## What you will do
Scan the records below, and wherever a line has the word "Result", pull it out.

***** Supplied records

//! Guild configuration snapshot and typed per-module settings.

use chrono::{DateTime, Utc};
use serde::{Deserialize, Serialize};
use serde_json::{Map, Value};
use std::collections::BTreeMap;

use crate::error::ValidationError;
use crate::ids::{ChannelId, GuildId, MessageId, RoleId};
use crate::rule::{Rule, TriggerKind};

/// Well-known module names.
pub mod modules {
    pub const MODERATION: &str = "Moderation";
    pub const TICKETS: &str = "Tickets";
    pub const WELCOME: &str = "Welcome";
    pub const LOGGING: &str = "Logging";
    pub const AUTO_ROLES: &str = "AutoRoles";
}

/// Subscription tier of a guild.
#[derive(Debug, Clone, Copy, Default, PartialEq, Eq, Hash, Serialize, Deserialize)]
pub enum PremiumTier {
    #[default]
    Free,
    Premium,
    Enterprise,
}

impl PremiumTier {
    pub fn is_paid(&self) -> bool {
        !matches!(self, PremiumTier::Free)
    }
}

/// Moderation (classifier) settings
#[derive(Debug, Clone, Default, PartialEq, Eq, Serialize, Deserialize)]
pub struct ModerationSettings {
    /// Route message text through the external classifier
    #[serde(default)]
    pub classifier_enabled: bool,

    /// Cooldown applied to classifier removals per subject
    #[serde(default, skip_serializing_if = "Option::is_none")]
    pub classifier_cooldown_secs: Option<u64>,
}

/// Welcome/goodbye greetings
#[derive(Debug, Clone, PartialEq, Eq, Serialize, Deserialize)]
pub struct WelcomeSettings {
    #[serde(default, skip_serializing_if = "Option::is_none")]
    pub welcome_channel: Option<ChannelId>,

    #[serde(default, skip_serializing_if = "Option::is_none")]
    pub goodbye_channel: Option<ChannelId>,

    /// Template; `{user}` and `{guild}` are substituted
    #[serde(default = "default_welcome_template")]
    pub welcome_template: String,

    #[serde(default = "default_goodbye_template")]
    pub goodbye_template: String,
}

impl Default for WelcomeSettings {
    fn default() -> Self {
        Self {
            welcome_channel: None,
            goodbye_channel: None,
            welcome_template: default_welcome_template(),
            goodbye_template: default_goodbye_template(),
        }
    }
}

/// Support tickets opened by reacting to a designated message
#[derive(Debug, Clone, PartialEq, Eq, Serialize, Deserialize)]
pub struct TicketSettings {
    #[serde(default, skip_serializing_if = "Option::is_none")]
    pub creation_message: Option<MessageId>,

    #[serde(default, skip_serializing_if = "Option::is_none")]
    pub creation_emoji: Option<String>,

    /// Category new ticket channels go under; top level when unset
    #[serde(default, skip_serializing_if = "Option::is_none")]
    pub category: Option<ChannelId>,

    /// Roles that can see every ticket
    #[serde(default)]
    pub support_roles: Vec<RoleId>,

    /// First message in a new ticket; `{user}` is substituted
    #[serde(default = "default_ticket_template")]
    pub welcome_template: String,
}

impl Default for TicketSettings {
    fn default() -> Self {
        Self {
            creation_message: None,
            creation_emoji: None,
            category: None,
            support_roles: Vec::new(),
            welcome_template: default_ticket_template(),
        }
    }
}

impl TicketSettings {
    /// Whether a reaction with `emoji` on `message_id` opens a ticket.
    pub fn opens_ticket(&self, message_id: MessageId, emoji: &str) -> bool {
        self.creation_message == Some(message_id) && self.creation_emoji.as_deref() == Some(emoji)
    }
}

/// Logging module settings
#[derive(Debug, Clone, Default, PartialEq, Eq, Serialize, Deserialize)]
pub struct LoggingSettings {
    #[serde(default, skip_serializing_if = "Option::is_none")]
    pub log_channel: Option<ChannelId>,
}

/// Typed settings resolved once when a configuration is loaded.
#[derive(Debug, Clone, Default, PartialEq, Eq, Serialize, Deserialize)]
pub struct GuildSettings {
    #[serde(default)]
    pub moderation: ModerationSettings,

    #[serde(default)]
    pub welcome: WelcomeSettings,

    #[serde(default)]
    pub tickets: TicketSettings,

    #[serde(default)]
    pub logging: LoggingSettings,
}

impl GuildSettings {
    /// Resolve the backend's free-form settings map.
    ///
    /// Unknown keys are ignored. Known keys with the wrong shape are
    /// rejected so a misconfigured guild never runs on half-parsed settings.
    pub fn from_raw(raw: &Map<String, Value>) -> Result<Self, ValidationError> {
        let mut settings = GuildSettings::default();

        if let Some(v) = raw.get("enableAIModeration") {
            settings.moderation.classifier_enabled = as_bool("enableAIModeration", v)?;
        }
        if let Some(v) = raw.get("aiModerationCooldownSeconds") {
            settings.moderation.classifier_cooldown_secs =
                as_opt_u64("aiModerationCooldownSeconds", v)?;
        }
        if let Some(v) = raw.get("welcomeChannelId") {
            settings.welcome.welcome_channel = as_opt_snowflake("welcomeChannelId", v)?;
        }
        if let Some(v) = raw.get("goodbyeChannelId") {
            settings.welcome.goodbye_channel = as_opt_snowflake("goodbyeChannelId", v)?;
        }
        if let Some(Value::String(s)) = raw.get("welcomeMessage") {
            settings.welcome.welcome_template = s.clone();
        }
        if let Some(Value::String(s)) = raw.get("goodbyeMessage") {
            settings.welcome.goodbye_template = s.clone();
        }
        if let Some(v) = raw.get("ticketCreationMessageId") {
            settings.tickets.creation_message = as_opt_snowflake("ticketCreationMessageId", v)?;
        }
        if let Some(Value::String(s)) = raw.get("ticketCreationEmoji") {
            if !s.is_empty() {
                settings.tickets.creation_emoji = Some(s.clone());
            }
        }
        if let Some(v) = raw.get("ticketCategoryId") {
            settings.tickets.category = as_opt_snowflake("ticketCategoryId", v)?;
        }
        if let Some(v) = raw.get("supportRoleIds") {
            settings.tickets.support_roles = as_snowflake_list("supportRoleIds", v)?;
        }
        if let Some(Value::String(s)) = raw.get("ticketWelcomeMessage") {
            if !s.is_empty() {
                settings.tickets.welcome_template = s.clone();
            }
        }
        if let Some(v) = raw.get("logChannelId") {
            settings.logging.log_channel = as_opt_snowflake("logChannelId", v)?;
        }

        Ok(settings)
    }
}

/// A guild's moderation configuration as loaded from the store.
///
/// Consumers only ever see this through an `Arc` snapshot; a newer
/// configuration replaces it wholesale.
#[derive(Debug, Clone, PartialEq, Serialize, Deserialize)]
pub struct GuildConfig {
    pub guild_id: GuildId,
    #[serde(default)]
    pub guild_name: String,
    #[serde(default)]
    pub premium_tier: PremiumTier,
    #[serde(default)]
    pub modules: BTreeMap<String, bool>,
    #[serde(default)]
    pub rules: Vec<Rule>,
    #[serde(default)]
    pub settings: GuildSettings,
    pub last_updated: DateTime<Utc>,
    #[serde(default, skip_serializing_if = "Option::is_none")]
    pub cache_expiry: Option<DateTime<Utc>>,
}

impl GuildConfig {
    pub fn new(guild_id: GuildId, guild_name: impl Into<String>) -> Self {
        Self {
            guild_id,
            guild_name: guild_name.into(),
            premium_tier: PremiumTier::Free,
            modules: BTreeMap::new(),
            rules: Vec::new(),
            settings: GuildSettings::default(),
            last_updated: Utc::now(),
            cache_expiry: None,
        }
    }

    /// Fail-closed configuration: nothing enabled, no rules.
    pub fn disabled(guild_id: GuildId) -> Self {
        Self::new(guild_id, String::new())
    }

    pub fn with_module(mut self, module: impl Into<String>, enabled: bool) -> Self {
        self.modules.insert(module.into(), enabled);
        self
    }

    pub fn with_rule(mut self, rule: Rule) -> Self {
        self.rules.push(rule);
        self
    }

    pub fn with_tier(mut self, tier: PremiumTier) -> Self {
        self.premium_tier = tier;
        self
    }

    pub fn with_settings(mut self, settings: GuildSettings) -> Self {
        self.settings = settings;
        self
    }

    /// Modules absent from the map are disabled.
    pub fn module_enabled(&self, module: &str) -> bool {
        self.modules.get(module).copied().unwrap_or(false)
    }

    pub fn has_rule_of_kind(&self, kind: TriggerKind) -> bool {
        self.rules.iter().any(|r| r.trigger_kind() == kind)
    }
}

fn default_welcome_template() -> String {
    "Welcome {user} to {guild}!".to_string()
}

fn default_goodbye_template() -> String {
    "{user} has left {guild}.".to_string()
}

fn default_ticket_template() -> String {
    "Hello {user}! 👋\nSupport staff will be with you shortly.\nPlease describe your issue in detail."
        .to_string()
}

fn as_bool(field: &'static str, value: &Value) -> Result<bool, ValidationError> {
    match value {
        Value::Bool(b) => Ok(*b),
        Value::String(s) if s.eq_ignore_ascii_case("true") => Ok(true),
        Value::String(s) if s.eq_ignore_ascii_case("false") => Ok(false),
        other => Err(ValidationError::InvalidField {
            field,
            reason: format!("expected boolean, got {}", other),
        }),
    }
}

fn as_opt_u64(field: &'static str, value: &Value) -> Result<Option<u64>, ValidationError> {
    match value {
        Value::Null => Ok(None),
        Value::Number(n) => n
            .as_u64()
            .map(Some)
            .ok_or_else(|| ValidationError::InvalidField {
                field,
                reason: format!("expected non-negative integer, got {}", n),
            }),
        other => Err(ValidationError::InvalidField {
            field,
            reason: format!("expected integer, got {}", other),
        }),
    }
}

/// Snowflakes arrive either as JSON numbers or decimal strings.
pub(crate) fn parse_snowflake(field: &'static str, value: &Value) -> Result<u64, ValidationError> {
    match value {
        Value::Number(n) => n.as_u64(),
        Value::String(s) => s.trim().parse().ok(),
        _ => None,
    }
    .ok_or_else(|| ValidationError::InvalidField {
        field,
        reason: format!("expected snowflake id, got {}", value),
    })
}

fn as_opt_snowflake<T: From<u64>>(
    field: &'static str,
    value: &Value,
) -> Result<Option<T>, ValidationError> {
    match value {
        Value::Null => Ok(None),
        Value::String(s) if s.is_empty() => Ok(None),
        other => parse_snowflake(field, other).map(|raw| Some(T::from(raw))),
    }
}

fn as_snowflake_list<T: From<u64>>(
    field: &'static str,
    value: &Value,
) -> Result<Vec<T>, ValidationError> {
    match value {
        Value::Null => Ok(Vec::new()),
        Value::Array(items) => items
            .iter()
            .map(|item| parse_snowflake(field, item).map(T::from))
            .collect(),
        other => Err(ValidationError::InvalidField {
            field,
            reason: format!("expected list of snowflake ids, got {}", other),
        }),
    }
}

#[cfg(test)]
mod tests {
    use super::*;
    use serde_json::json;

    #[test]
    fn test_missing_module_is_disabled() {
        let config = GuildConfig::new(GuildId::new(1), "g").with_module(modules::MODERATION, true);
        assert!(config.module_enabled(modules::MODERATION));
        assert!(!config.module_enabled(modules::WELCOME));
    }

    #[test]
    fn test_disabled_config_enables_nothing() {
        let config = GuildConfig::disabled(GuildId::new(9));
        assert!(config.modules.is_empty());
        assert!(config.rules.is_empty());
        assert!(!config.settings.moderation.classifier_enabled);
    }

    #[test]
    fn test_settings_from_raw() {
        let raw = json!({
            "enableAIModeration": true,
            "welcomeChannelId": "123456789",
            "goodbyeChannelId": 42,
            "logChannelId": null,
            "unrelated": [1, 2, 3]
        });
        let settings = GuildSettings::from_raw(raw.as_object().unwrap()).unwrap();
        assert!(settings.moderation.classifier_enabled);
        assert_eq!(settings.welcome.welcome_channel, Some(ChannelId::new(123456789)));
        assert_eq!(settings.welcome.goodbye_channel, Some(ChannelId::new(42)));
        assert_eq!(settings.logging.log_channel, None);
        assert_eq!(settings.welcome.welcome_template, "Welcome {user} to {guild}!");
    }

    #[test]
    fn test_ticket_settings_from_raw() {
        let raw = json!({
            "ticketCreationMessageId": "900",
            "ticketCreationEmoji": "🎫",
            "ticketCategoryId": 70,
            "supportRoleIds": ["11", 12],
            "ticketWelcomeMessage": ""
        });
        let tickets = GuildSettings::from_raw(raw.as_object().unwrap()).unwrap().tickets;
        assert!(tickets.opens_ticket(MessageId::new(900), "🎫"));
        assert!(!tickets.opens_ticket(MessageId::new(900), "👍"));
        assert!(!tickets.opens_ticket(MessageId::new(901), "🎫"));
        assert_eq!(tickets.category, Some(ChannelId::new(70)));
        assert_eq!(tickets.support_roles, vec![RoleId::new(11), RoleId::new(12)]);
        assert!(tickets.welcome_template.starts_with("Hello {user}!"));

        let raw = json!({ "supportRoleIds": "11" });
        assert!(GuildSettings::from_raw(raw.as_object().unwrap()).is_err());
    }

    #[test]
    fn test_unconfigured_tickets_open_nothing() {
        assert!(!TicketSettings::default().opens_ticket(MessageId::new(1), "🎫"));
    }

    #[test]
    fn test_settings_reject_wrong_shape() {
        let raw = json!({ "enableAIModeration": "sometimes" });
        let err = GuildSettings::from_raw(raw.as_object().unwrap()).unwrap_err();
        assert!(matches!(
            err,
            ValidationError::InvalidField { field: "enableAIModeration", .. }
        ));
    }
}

**********

## Exercise output
    pub fn from_raw(raw: &Map<String, Value>) -> Result<Self, ValidationError> {
fn as_bool(field: &'static str, value: &Value) -> Result<bool, ValidationError> {
fn as_opt_u64(field: &'static str, value: &Value) -> Result<Option<u64>, ValidationError> {
pub(crate) fn parse_snowflake(field: &'static str, value: &Value) -> Result<u64, ValidationError> {
) -> Result<Option<T>, ValidationError> {
) -> Result<Vec<T>, ValidationError> {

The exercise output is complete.